Suggestion: empty user-agent should be identified as crawler
I use the option --no-crawler, and noticed that requests with empty user-agents are not marked as such
<ip address> - - [28/Feb/2025:17:13:33 +0100] "GET /404.php HTTP/1.1" 200 11729 "-" "-"
<ip address> - - [28/Feb/2025:17:13:33 +0100] "GET /wp.php HTTP/1.1" 200 11728 "-" "-"
<ip address> - - [28/Feb/2025:17:13:33 +0100] "GET /wp-head.php HTTP/1.1" 200 11733 "-" "-"
<ip address> - - [28/Feb/2025:17:13:33 +0100] "GET /images/uploader.php HTTP/1.1" 200 11743 "-" "-"
<ip address> - - [28/Feb/2025:17:13:33 +0100] "GET /upload/upload.php HTTP/1.1" 200 11741 "-" "-"

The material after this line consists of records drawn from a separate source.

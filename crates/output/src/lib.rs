//! `reclink-output`: reporting and persistence for linkage/deduplication results.
//!
//! Receives weight vectors and classification sets produced upstream, returns
//! histogram reports and writes match-status files and annotated datasets.
//! Dataset formats live in `reclink-io`.

pub mod annotate;
pub mod classification;
pub mod config;
pub mod engine;
pub mod error;
pub mod histogram;
pub mod match_id;
pub mod model;
pub mod status;
pub mod weights;

pub use annotate::{save_match_datasets, write_annotated, AugmentedSchema, DatasetTarget};
pub use classification::ClassificationPartition;
pub use config::JobConfig;
pub use engine::run;
pub use error::OutputError;
pub use histogram::generate_histogram;
pub use match_id::{assign, MatchId, Membership, MembershipIndex};
pub use model::{LinkMode, RecordIdPair, WeightVectorMap};
pub use status::save_match_status;
pub use weights::{load_weight_vectors, save_weight_vectors, WeightVectorFile};
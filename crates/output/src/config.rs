use std::path::Path;

use reclink_io::csv::CsvDataset;
use reclink_io::fixed::FixedWidthDataset;
use reclink_io::{Column, Dataset, FixedWidthField};
use serde::Deserialize;

use crate::error::OutputError;
use crate::model::LinkMode;

// ---------------------------------------------------------------------------
// Top-level config
// ---------------------------------------------------------------------------

#[derive(Debug, Deserialize)]
pub struct JobConfig {
    pub name: String,
    pub mode: LinkMode,
    pub weights: WeightsConfig,
    #[serde(default)]
    pub classification: Option<ClassificationConfig>,
    #[serde(default)]
    pub histogram: Option<HistogramConfig>,
    #[serde(default)]
    pub match_status: Option<MatchStatusConfig>,
    #[serde(default)]
    pub datasets: DatasetsConfig,
}

#[derive(Debug, Clone, Deserialize)]
pub struct WeightsConfig {
    pub file: String,
}

/// Pair-list files written by the classifier, one `id1,id2` per line.
#[derive(Debug, Clone, Deserialize)]
pub struct ClassificationConfig {
    pub matches: String,
    pub non_matches: String,
    #[serde(default)]
    pub possible_matches: Option<String>,
}

#[derive(Debug, Clone, Deserialize)]
pub struct HistogramConfig {
    pub bin_width: f64,
    #[serde(default)]
    pub output: Option<String>,
}

#[derive(Debug, Clone, Deserialize)]
pub struct MatchStatusConfig {
    pub output: String,
}

// ---------------------------------------------------------------------------
// Datasets
// ---------------------------------------------------------------------------

#[derive(Debug, Clone, Default, Deserialize)]
pub struct DatasetsConfig {
    #[serde(default)]
    pub first: Option<DatasetConfig>,
    #[serde(default)]
    pub second: Option<DatasetConfig>,
}

impl DatasetsConfig {
    pub fn is_empty(&self) -> bool {
        self.first.is_none() && self.second.is_none()
    }
}

#[derive(Debug, Clone, Copy, PartialEq, Eq, Deserialize)]
#[serde(rename_all = "snake_case")]
pub enum DatasetKind {
    Csv,
    FixedWidth,
}

impl std::fmt::Display for DatasetKind {
    fn fmt(&self, f: &mut std::fmt::Formatter<'_>) -> std::fmt::Result {
        match self {
            Self::Csv => write!(f, "csv"),
            Self::FixedWidth => write!(f, "fixed_width"),
        }
    }
}

#[derive(Debug, Clone, Deserialize)]
pub struct DatasetConfig {
    pub kind: DatasetKind,
    pub file: String,
    pub rec_ident: String,
    #[serde(default)]
    pub description: String,
    /// Defaults to true for CSV, false for fixed-width.
    #[serde(default)]
    pub header_line: Option<bool>,
    #[serde(default = "default_true")]
    pub strip_fields: bool,
    #[serde(default = "default_delimiter")]
    pub delimiter: String,
    #[serde(default)]
    pub rec_id_prefix: String,
    pub fields: Vec<FieldConfig>,
    pub output: String,
    #[serde(default = "default_match_id_field")]
    pub match_id_field: String,
}

/// A CSV field names its `column`; a fixed-width field its `width`.
#[derive(Debug, Clone, Deserialize)]
pub struct FieldConfig {
    pub name: String,
    #[serde(default)]
    pub column: Option<usize>,
    #[serde(default)]
    pub width: Option<usize>,
}

fn default_true() -> bool {
    true
}

fn default_delimiter() -> String {
    ",".into()
}

fn default_match_id_field() -> String {
    "match_id".into()
}

impl DatasetConfig {
    /// Open the dataset, resolving `file` against `base_dir`.
    pub fn open(&self, base_dir: &Path) -> Result<Box<dyn Dataset>, OutputError> {
        let path = base_dir.join(&self.file);
        let description = if self.description.is_empty() {
            self.file.clone()
        } else {
            self.description.clone()
        };

        match self.kind {
            DatasetKind::Csv => {
                let columns = self
                    .fields
                    .iter()
                    .map(|f| {
                        f.column.map(|c| Column::new(f.name.clone(), c)).ok_or_else(|| {
                            OutputError::ConfigValidation(format!(
                                "csv field '{}' needs a column",
                                f.name
                            ))
                        })
                    })
                    .collect::<Result<Vec<_>, _>>()?;
                let ds = CsvDataset::new(description, path, self.rec_ident.clone(), columns)
                    .with_delimiter(self.delimiter_byte()?)
                    .with_header_line(self.header_line.unwrap_or(true))
                    .with_strip_fields(self.strip_fields)
                    .with_rec_id_prefix(self.rec_id_prefix.clone());
                Ok(Box::new(ds))
            }
            DatasetKind::FixedWidth => {
                let fields = self
                    .fields
                    .iter()
                    .map(|f| {
                        f.width
                            .map(|width| FixedWidthField { name: f.name.clone(), width })
                            .ok_or_else(|| {
                                OutputError::ConfigValidation(format!(
                                    "fixed_width field '{}' needs a width",
                                    f.name
                                ))
                            })
                    })
                    .collect::<Result<Vec<_>, _>>()?;
                let ds = FixedWidthDataset::new(description, path, self.rec_ident.clone(), fields)
                    .with_header_line(self.header_line.unwrap_or(false))
                    .with_strip_fields(self.strip_fields)
                    .with_rec_id_prefix(self.rec_id_prefix.clone());
                Ok(Box::new(ds))
            }
        }
    }

    pub fn delimiter_byte(&self) -> Result<u8, OutputError> {
        match self.delimiter.as_bytes() {
            [b] => Ok(*b),
            _ => Err(OutputError::ConfigValidation(format!(
                "delimiter must be a single byte, got {:?}",
                self.delimiter
            ))),
        }
    }

    fn validate(&self, side: &str) -> Result<(), OutputError> {
        let err = |msg: String| OutputError::ConfigValidation(format!("datasets.{side}: {msg}"));

        if self.fields.is_empty() {
            return Err(err("at least one field is required".into()));
        }
        if self.rec_ident.is_empty() {
            return Err(err("rec_ident must not be empty".into()));
        }
        if self.match_id_field.is_empty() {
            return Err(err("match_id_field must not be empty".into()));
        }
        if self.output.is_empty() {
            return Err(err("output must not be empty".into()));
        }
        self.delimiter_byte().map_err(|e| err(e.to_string()))?;

        for field in &self.fields {
            let ok = match self.kind {
                DatasetKind::Csv => field.column.is_some(),
                DatasetKind::FixedWidth => field.width.is_some(),
            };
            if !ok {
                let attr = match self.kind {
                    DatasetKind::Csv => "column",
                    DatasetKind::FixedWidth => "width",
                };
                return Err(err(format!(
                    "{} field '{}' needs a {attr}",
                    self.kind, field.name
                )));
            }
        }

        Ok(())
    }
}

// ---------------------------------------------------------------------------
// Parse + Validate
// ---------------------------------------------------------------------------

impl JobConfig {
    pub fn from_toml(input: &str) -> Result<Self, OutputError> {
        let config: JobConfig =
            toml::from_str(input).map_err(|e| OutputError::ConfigParse(e.to_string()))?;
        config.validate()?;
        Ok(config)
    }

    pub fn validate(&self) -> Result<(), OutputError> {
        if self.name.trim().is_empty() {
            return Err(OutputError::ConfigValidation("name must not be empty".into()));
        }

        if self.weights.file.is_empty() {
            return Err(OutputError::ConfigValidation("weights.file must not be empty".into()));
        }

        if let Some(ref histogram) = self.histogram {
            if !(histogram.bin_width.is_finite() && histogram.bin_width > 0.0) {
                return Err(OutputError::ConfigValidation(format!(
                    "histogram.bin_width must be positive, got {}",
                    histogram.bin_width
                )));
            }
        }

        // Match identifiers come from the match set
        if self.classification.is_none() {
            if self.match_status.is_some() {
                return Err(OutputError::ConfigValidation(
                    "match_status requires a [classification] section".into(),
                ));
            }
            if !self.datasets.is_empty() {
                return Err(OutputError::ConfigValidation(
                    "datasets require a [classification] section".into(),
                ));
            }
        }

        match (self.mode, &self.datasets.first, &self.datasets.second) {
            (_, None, None) => {}
            (_, None, Some(_)) => {
                return Err(OutputError::ConfigValidation(
                    "datasets.second given without datasets.first".into(),
                ));
            }
            (LinkMode::Deduplication, Some(_), Some(_)) => {
                return Err(OutputError::ConfigValidation(
                    "deduplication uses a single dataset, remove datasets.second".into(),
                ));
            }
            (LinkMode::Linkage, Some(_), None) => {
                return Err(OutputError::ConfigValidation(
                    "linkage requires both datasets.first and datasets.second".into(),
                ));
            }
            (_, Some(_), _) => {}
        }

        if let Some(ref first) = self.datasets.first {
            first.validate("first")?;
        }
        if let Some(ref second) = self.datasets.second {
            second.validate("second")?;
        }

        Ok(())
    }
}

// ---------------------------------------------------------------------------
// Tests
// ---------------------------------------------------------------------------

#[cfg(test)]
mod tests {
    use super::*;

    const VALID_DEDUP: &str = r#"
name = "Census dedup"
mode = "deduplication"

[weights]
file = "weights.csv"

[classification]
matches = "matches.csv"
non_matches = "non_matches.csv"

[histogram]
bin_width = 1.0
output = "histogram.txt"

[match_status]
output = "status.csv"

[datasets.first]
kind = "csv"
file = "census.csv"
rec_ident = "rec_id"
fields = [
  { name = "rec_id", column = 0 },
  { name = "surname", column = 1 },
]
output = "census_mid.csv"
"#;

    const LINKAGE_BASE: &str = r#"
name = "Link"
mode = "linkage"

[weights]
file = "weights.csv"

[classification]
matches = "m.csv"
non_matches = "n.csv"
possible_matches = "p.csv"

[datasets.first]
kind = "csv"
file = "a.csv"
rec_ident = "rec_id"
fields = [{ name = "surname", column = 0 }]
output = "a_mid.csv"
"#;

    #[test]
    fn parse_valid_dedup() {
        let config = JobConfig::from_toml(VALID_DEDUP).unwrap();
        assert_eq!(config.name, "Census dedup");
        assert_eq!(config.mode, LinkMode::Deduplication);
        assert_eq!(config.histogram.as_ref().unwrap().bin_width, 1.0);
        let first = config.datasets.first.as_ref().unwrap();
        assert_eq!(first.kind, DatasetKind::Csv);
        assert_eq!(first.match_id_field, "match_id");
        assert_eq!(first.delimiter, ",");
        assert!(first.strip_fields);
        assert_eq!(first.header_line, None);
        assert!(config.datasets.second.is_none());
    }

    #[test]
    fn parse_linkage_with_fixed_width_second() {
        let input = format!(
            r#"{LINKAGE_BASE}
[datasets.second]
kind = "fixed_width"
file = "b.txt"
rec_ident = "id"
fields = [{{ name = "id", width = 6 }}, {{ name = "surname", width = 12 }}]
output = "b_mid.csv"
match_id_field = "mids"
"#
        );
        let config = JobConfig::from_toml(&input).unwrap();
        let second = config.datasets.second.unwrap();
        assert_eq!(second.kind, DatasetKind::FixedWidth);
        assert_eq!(second.fields[1].width, Some(12));
        assert_eq!(second.match_id_field, "mids");
        assert_eq!(
            config.classification.unwrap().possible_matches.as_deref(),
            Some("p.csv")
        );
    }

    #[test]
    fn reject_linkage_with_one_dataset() {
        let err = JobConfig::from_toml(LINKAGE_BASE).unwrap_err();
        assert!(err.to_string().contains("linkage requires both"), "{err}");
    }

    #[test]
    fn reject_dedup_with_two_datasets() {
        let input = format!(
            r#"{VALID_DEDUP}
[datasets.second]
kind = "csv"
file = "b.csv"
rec_ident = "rec_id"
fields = [{{ name = "rec_id", column = 0 }}]
output = "b_mid.csv"
"#
        );
        let err = JobConfig::from_toml(&input).unwrap_err();
        assert!(err.to_string().contains("single dataset"), "{err}");
    }

    #[test]
    fn reject_non_positive_bin_width() {
        let input = VALID_DEDUP.replace("bin_width = 1.0", "bin_width = 0.0");
        let err = JobConfig::from_toml(&input).unwrap_err();
        assert!(err.to_string().contains("bin_width must be positive"), "{err}");
    }

    #[test]
    fn reject_match_status_without_classification() {
        let input = r#"
name = "Histogram only"
mode = "deduplication"

[weights]
file = "w.csv"

[match_status]
output = "status.csv"
"#;
        let err = JobConfig::from_toml(input).unwrap_err();
        assert!(err.to_string().contains("requires a [classification]"), "{err}");
    }

    #[test]
    fn reject_csv_field_without_column() {
        let input = VALID_DEDUP.replace("{ name = \"surname\", column = 1 }", "{ name = \"surname\", width = 8 }");
        let err = JobConfig::from_toml(&input).unwrap_err();
        assert!(err.to_string().contains("field 'surname' needs a column"), "{err}");
    }

    #[test]
    fn reject_multi_char_delimiter() {
        let input = VALID_DEDUP.replace("rec_ident = \"rec_id\"", "rec_ident = \"rec_id\"\ndelimiter = \"||\"");
        let err = JobConfig::from_toml(&input).unwrap_err();
        assert!(err.to_string().contains("single byte"), "{err}");
    }

    #[test]
    fn reject_unknown_mode() {
        let input = VALID_DEDUP.replace("mode = \"deduplication\"", "mode = \"dedupe\"");
        let err = JobConfig::from_toml(&input).unwrap_err();
        assert!(matches!(err, OutputError::ConfigParse(_)), "{err}");
    }

    #[test]
    fn histogram_only_job_is_valid() {
        let input = r#"
name = "Histogram only"
mode = "linkage"

[weights]
file = "w.csv"

[histogram]
bin_width = 0.5
"#;
        let config = JobConfig::from_toml(input).unwrap();
        assert!(config.classification.is_none());
        assert!(config.datasets.is_empty());
    }
}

I'm not aware of any browser that does not use an user-agent, the most probable cause are some crawler that do not bother to set it. I think it would make sense to mark them by default as crawlers.
That's a good point, have you tried --unknowns-as-crawlers to see if that helps?
have you tried
--unknowns-as-crawlersto see if that helps?
Just tested, it helps.
Is there any way to save the filtered logs to a file?
Something like
cat * | goaccess - --no-crawler --unknowns-as-crawlers --print-logs > file.txt
Are you referring to the actual report values? You can export them as JSON or CSV.
cat * | goaccess - --no-crawler --unknowns-as-crawlers -o report.json
or
cat * | goaccess - --no-crawler --unknowns-as-crawlers -o report.csv
Are you referring to the actual report values? You can export them as JSON or CSV.
Yes, I was hoping I could tell goaccess to print them as is; without converting th to json or csv, so that I could (ab)use the filter functionality of goaccess, and then process the data with different tools; goaccess included.